International trade in rhino horns should be legalised, a leading wildlife expert has urged.
Writing in the research journal Science, Martin Wikelski argues only carefully monitored, legitimate transactions in horns can save the world’s remaining species of rhinoceros.
“A few years ago, I was very much against this idea but now looking at the grim situation we are in I believe we have to change our attitude to the issue of trade in rhino horn,” said Wikelski, of the Max Planck Institute of Animal Behaviour in Germany.
“International crime syndicates have overcome every countermeasure that conservationists have mounted to defend rhinos from poachers. The result has been a drastic drop in numbers of animals. By legalising trade in rhino horn we can take back control of the market and halt the loss.”
Wikelski’s idea would be to remove the horn and allow a new one to grow while selling the horn to make money. This could be used to fund protection for the rhino. At present, removed horn is stored in secure vaults.
However, the proposal to use stocks to create a legitimate trade in rhino horn has triggered worried responses from many conservationists, who reject the idea that such a scheme would save the rhino from the attention of poachers. Current demand for illegal rhino horn already far exceeds the potential legal supply and is projected to grow as wealth increases in consumer countries, they argue.
“In addition, a legal rhino horn market could increase demand, provide opportunities for money laundering, and complicate law enforcement’s ability to distinguish legal sources from illegal sources,” Rascha Nuijten, director of Future For Nature Foundation, wrote in a response to Wikelski’s arguments that was also published in Science.
Rhino horn is made of keratin, a protein from which hair and fingernails are made and it is said to have curative properties according to traditional Chinese medicine, despite there being no scientific evidence to support such claims.
“It was traditionally prescribed in Asian medicine in the belief that it can reduce heat and toxins from the body,” said Jo Shaw, chief executive officer of Save the Rhino International. “More recently, demand has been more status driven and rhino horn is now embedded in serious organised, transnational crime networks.”
The impact of this criminal interest has been devastating. At the beginning of the 20th century, half a million rhinos roamed Africa and Asia. By 1970, numbers had dropped to 70,000, and today there are about 27,000 left on the planet, made up of five species: two from Africa, the black and the white rhino, and three in Asia; the Javan, Sumatran and the greater one-horned rhino.

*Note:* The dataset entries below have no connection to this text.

// ==========================================
// 회계 수불 증감 분석 - 계정별 집계 엔진
// ==========================================
// 역할: 품목 행을 계정그룹별로 합산, 고정 표시 순서, 합계 행 생성
// 정책: 입력에 없는 계정은 0 채움 행을 만들지 않는다
// ==========================================

use std::collections::HashMap;

use crate::domain::report::{
    CategorySummary, CategorySummaryRow, ComparisonRecord, HeadlineMetrics, SummaryView,
    SummaryViewRow,
};
use crate::domain::types::{ItemCategory, VarianceView};

/// 합계 행 라벨
pub const TOTAL_LABEL: &str = "합계";

// ==========================================
// AggregationReporter
// ==========================================
pub struct AggregationReporter;

impl AggregationReporter {
    /// 계정그룹별 합산 요약을 만든다
    ///
    /// # 반환
    /// - rows: 입력에 존재하는 계정만, DISPLAY_ORDER 순서
    /// - total: 전 계정 합산 행 (라벨 '합계') - 추가 집계에서 제외할 수 있도록
    ///   계정 필드가 None 으로 구분된다
    pub fn summarize(&self, records: &[ComparisonRecord]) -> CategorySummary {
        let mut by_category: HashMap<ItemCategory, CategorySummaryRow> = HashMap::new();
        let mut total = CategorySummaryRow::new(TOTAL_LABEL, None);

        for record in records {
            by_category
                .entry(record.category)
                .or_insert_with(|| {
                    CategorySummaryRow::new(record.category.label(), Some(record.category))
                })
                .accumulate(record);
            total.accumulate(record);
        }

        let rows = ItemCategory::DISPLAY_ORDER
            .iter()
            .filter_map(|category| by_category.remove(category))
            .collect();

        CategorySummary { rows, total }
    }

    /// 뷰별 요약 투영: 뷰 정책이 포함하는 계정만 담는다
    ///
    /// 합계 행도 포함 계정만으로 재합산한다 (전체 합계와 다를 수 있음)
    pub fn summary_view(&self, summary: &CategorySummary, view: VarianceView) -> SummaryView {
        let project = |row: &CategorySummaryRow| -> SummaryViewRow {
            let (current, prior, variance) = match view {
                VarianceView::EndingInventory => (
                    row.current_month_end_inventory,
                    row.prior_year_end_inventory,
                    row.inventory_variance,
                ),
                VarianceView::Sales => {
                    (row.current_ytd_sales, row.prior_ytd_sales, row.sales_yoy_variance)
                }
                VarianceView::Production => (
                    row.current_ytd_production,
                    row.prior_ytd_production,
                    row.production_yoy_variance,
                ),
            };
            SummaryViewRow {
                label: row.label.clone(),
                current,
                prior,
                variance,
            }
        };

        let rows: Vec<SummaryViewRow> = summary
            .rows
            .iter()
            .filter(|row| row.category.map(|c| c.supports(view)).unwrap_or(false))
            .map(project)
            .collect();

        let mut total = SummaryViewRow {
            label: TOTAL_LABEL.to_string(),
            ..SummaryViewRow::default()
        };
        for row in &rows {
            total.current += row.current;
            total.prior += row.prior;
            total.variance += row.variance;
        }

        SummaryView {
            view,
            column_labels: view_column_labels(view),
            rows,
            total,
        }
    }

    /// 상단 지표 카드용 전사 합계
    pub fn headline(&self, records: &[ComparisonRecord]) -> HeadlineMetrics {
        let mut metrics = HeadlineMetrics {
            item_count: records.len(),
            ..HeadlineMetrics::default()
        };

        for record in records {
            metrics.current_month_inventory_total += record.current_month_end_inventory;
            metrics.prior_year_end_inventory_total += record.prior_year_end_inventory;
            metrics.current_ytd_sales_total += record.current_ytd_sales;
            metrics.prior_ytd_sales_total += record.prior_ytd_sales;
            metrics.current_ytd_production_total += record.current_ytd_production;
            metrics.prior_ytd_production_total += record.prior_ytd_production;
        }

        metrics.inventory_delta =
            metrics.current_month_inventory_total - metrics.prior_year_end_inventory_total;
        metrics.sales_delta = metrics.current_ytd_sales_total - metrics.prior_ytd_sales_total;
        metrics.production_delta =
            metrics.current_ytd_production_total - metrics.prior_ytd_production_total;

        metrics
    }
}

fn view_column_labels(view: VarianceView) -> [String; 3] {
    let labels = match view {
        VarianceView::EndingInventory => ["당월말_재고", "전기말_재고", "재고_증감"],
        VarianceView::Sales | VarianceView::Production => ["당기누적", "전기동기", "YoY 증감"],
    };
    labels.map(String::from)
}
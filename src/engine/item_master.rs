// ==========================================
// 회계 수불 증감 분석 - 품목 마스터 구성
// ==========================================
// 역할: 여러 기간 테이블의 품목 식별 정보를 합집합으로 중복 제거
// 정책: 품목코드 기준 최초 출현 우선 (입력 순서가 권위)
// ==========================================

use std::collections::HashMap;

use crate::domain::ledger::{IdentityConflict, ItemRecord, LedgerTable};

// ==========================================
// ItemMaster
// ==========================================
#[derive(Debug, Clone, PartialEq)]
pub struct ItemMaster {
    /// 최초 출현 순서를 유지한 품목 목록
    pub items: Vec<ItemRecord>,
    /// 기간 간 이름/단위/계정 불일치 (보고 전용, 병합 실패 아님)
    pub conflicts: Vec<IdentityConflict>,
}

impl ItemMaster {
    pub fn len(&self) -> usize {
        self.items.len()
    }

    pub fn is_empty(&self) -> bool {
        self.items.is_empty()
    }
}

// ==========================================
// ItemMasterBuilder
// ==========================================
pub struct ItemMasterBuilder;

impl ItemMasterBuilder {
    /// 식별 정보 기여 테이블들로부터 품목 마스터를 만든다
    ///
    /// # 인자
    /// - tables: 기여 테이블 목록 (보고서 구성에 따라 일부 기간만 올 수 있음)
    ///
    /// # 규칙
    /// - 같은 코드의 두 번째 이후 출현은 버린다 (최초 출현의 메타데이터가 권위)
    /// - 버린 출현의 이름/단위/계정이 유지값과 다르면 IdentityConflict 로 수집하고
    ///   tracing 경고를 남긴다 - 데이터 품질 감사용이며 오류가 아니다
    pub fn build(&self, tables: &[&LedgerTable]) -> ItemMaster {
        let mut items: Vec<ItemRecord> = Vec::new();
        let mut position_by_code: HashMap<String, usize> = HashMap::new();
        let mut conflicts: Vec<IdentityConflict> = Vec::new();

        for table in tables {
            for record in &table.records {
                match position_by_code.get(&record.item_code).copied() {
                    None => {
                        position_by_code.insert(record.item_code.clone(), items.len());
                        items.push(ItemRecord {
                            item_code: record.item_code.clone(),
                            item_name: record.item_name.clone(),
                            unit: record.unit.clone(),
                            category: record.category,
                        });
                    }
                    Some(position) => {
                        let kept = &items[position];
                        let mut disagreements: Vec<(&str, String, String)> = Vec::new();
                        if kept.item_name != record.item_name {
                            disagreements.push((
                                "item_name",
                                kept.item_name.clone(),
                                record.item_name.clone(),
                            ));
                        }
                        if kept.unit != record.unit {
                            disagreements.push(("unit", kept.unit.clone(), record.unit.clone()));
                        }
                        if kept.category != record.category {
                            disagreements.push((
                                "category",
                                kept.category.to_string(),
                                record.category.to_string(),
                            ));
                        }

                        for (field, kept_value, ignored_value) in disagreements {
                            tracing::warn!(
                                item_code = %record.item_code,
                                field,
                                kept = %kept_value,
                                ignored = %ignored_value,
                                source = %table.source_name,
                                "품목 식별 정보 불일치 - 최초 출현 값 유지"
                            );
                            conflicts.push(IdentityConflict {
                                item_code: record.item_code.clone(),
                                field: field.to_string(),
                                kept: kept_value,
                                ignored: ignored_value,
                                source: table.source_name.clone(),
                            });
                        }
                    }
                }
            }
        }

        ItemMaster { items, conflicts }
    }
}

There are more than 6,000 black rhinos in Africa and more than 17,000 white, while there are an estimated 4,000 one-horned rhinos in India and Nepal. By contrast, it is thought there are fewer than 70 Javan rhinos and between 34 and 47 Sumatrans, which are both found only in Indonesia. The latter two species, along with black rhinos, are rated as being critically endangered by the International Union for the Conservation of Nature .
Today, about half of the world’s white rhino population is privately managed. However, since the late 2000s, demand for white rhino horn and large-scale poaching activities have increased dramatically. “As a result these estate owners who act as guardians for the species are giving up their custodianship because of the costs of protecting them against determined poachers and because of threats to their own personal safety,” Wikelski told the Observer last week.
He added that at state rhino sanctuaries, such as the Kruger national park in South Africa, authorities have decided to continue to dehorn rhinos to deter poaching, with limited success. Deaths continue to be high and have destroyed rhinos’ social systems, changing their behaviour. “The answer is to create a controllable, traceable trade,” Wikelski said.
But this claim was questioned by Shaw. “Numbers of white rhinos have actually increased last year and they are not the ones that are threatened with extinction. It is the black, Java and Sumatran rhino that we really have to worry about and there is no certainty that legalising trade in white rhino horn will benefit their conservation.”
Shaw said that rather than take polarising positions promoting or opposing legalisation of international trade, it would be more helpful to tease out the practicalities of exactly how such a trade could be assured to benefit all five species of rhinos. “We would need to see the necessary level of detail and control to provide confidence that such a gamble wouldn’t end up doing more harm than good.”